== Assignment ==
Below are some records; copy each line in them that contains "Mutex".

### Supplied records

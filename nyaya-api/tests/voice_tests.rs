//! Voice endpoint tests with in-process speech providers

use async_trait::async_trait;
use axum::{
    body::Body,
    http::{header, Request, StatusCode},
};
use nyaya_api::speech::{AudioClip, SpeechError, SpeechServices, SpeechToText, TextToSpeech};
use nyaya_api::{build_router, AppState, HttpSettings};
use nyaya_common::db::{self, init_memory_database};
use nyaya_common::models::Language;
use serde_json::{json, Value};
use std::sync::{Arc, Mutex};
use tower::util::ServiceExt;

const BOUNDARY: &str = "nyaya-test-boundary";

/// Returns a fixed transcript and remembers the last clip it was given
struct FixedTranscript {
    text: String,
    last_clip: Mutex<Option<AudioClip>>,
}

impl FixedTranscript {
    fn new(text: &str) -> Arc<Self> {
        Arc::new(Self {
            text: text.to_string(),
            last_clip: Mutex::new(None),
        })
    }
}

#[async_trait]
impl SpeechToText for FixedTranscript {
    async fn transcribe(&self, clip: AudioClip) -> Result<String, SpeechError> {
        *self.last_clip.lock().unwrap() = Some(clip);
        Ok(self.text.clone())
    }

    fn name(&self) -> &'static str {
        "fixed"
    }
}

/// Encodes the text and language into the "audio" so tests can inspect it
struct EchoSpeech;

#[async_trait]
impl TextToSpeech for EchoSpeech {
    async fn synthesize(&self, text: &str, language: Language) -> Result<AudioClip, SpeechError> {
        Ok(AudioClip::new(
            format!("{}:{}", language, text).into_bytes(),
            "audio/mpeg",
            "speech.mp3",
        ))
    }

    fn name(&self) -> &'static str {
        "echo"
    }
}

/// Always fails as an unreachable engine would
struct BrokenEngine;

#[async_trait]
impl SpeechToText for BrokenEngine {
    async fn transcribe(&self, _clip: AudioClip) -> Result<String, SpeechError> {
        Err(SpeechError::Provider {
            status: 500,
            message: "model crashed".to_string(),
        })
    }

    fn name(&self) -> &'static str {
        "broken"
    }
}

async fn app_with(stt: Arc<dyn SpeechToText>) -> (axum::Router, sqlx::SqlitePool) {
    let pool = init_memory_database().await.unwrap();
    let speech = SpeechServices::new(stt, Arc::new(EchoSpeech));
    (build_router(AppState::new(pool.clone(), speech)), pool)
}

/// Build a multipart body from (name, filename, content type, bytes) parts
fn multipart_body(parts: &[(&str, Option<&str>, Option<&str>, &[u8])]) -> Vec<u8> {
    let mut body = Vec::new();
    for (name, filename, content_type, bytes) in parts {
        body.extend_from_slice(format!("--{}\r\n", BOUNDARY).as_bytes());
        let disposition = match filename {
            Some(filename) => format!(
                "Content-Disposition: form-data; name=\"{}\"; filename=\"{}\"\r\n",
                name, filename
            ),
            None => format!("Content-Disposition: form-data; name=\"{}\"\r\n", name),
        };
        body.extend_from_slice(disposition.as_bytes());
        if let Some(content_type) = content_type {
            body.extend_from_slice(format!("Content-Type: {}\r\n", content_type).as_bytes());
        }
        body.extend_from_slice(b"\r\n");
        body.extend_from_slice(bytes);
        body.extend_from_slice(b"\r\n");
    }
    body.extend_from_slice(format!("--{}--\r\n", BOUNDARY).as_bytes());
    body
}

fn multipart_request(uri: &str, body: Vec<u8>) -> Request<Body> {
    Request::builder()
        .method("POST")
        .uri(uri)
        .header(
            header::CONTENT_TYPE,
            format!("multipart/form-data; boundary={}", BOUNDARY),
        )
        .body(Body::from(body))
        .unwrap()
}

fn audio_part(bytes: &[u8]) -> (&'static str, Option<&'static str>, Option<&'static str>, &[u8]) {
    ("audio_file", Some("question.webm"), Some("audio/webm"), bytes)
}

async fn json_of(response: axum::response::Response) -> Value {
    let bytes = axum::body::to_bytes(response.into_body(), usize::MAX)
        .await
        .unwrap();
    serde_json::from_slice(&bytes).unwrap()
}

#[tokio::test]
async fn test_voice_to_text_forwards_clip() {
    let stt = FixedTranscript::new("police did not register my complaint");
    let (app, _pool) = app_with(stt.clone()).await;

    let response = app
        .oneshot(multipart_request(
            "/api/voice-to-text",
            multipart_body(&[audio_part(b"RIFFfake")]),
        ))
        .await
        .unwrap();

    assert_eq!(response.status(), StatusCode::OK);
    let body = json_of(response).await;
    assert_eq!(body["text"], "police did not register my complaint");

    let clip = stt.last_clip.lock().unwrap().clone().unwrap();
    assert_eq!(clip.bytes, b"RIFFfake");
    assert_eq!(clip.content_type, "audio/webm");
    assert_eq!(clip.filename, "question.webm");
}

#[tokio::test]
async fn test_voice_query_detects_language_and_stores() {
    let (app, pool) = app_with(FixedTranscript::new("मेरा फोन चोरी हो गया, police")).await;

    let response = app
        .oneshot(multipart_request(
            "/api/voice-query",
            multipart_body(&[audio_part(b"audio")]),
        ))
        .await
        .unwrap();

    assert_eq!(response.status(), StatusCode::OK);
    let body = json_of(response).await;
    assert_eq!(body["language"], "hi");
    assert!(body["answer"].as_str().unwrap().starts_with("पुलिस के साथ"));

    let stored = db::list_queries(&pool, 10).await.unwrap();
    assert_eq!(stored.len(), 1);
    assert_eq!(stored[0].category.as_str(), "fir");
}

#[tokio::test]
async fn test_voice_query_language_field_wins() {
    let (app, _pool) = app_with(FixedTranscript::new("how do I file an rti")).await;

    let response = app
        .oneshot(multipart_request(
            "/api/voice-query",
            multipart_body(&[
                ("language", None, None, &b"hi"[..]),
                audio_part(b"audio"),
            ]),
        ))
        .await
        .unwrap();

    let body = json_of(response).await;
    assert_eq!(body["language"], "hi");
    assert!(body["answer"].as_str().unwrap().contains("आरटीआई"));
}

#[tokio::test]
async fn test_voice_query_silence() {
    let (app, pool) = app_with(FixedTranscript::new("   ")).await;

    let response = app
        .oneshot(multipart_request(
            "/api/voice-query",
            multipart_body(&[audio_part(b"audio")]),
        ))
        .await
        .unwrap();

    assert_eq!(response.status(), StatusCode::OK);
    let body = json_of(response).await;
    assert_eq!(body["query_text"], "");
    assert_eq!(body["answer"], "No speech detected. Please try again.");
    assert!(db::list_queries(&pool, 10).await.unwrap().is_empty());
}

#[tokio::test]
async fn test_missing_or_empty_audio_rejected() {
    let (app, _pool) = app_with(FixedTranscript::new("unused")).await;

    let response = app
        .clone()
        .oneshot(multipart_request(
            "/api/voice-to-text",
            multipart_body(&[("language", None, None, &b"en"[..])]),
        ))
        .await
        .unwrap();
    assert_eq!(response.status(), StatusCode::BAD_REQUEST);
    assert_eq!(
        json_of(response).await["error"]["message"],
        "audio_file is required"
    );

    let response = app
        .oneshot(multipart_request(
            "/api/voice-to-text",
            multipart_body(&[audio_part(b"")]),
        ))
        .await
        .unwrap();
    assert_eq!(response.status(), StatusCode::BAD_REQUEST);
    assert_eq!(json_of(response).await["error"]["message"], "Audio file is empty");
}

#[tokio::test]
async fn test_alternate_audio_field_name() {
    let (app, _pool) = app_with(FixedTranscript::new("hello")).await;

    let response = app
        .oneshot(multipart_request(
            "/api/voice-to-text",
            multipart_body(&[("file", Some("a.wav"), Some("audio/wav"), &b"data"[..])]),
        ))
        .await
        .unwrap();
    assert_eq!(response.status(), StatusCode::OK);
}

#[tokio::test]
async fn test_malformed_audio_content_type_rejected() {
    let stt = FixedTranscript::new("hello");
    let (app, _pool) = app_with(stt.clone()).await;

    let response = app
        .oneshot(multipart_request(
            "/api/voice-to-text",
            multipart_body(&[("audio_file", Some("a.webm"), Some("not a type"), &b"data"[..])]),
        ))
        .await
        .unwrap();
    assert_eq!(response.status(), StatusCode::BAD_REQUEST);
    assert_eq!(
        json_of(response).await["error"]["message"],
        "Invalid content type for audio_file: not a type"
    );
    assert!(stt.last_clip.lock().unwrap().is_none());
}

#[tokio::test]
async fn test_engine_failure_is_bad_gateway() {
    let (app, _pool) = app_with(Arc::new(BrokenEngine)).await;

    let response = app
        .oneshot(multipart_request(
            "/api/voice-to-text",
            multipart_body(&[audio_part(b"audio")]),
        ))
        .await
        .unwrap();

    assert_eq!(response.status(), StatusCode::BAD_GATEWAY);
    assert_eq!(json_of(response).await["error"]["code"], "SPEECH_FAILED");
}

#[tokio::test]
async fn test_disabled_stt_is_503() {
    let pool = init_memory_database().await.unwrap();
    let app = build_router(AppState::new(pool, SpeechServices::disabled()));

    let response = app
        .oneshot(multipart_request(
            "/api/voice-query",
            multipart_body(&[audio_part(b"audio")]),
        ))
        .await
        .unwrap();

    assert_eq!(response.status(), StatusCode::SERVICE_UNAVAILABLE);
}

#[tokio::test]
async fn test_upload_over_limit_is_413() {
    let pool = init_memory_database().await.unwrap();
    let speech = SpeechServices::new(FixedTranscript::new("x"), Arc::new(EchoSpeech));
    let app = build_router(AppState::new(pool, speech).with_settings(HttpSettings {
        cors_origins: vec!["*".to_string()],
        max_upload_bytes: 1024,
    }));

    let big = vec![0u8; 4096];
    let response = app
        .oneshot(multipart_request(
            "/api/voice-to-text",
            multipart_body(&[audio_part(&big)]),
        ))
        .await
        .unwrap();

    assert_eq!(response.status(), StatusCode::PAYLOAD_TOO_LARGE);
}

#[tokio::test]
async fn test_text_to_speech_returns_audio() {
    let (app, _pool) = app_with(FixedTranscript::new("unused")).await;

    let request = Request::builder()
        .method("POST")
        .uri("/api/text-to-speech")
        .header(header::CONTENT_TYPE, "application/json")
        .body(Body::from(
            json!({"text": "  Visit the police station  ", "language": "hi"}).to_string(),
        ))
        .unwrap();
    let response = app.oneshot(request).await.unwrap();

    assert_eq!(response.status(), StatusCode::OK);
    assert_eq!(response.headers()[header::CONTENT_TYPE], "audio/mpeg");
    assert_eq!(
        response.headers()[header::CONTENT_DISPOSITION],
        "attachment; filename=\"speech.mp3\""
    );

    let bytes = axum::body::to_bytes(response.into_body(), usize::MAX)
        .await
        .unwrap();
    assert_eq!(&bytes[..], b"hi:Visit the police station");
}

######

== Output of the exercise ==
use std::sync::{Arc, Mutex};
    last_clip: Mutex<Option<AudioClip>>,
            last_clip: Mutex::new(None),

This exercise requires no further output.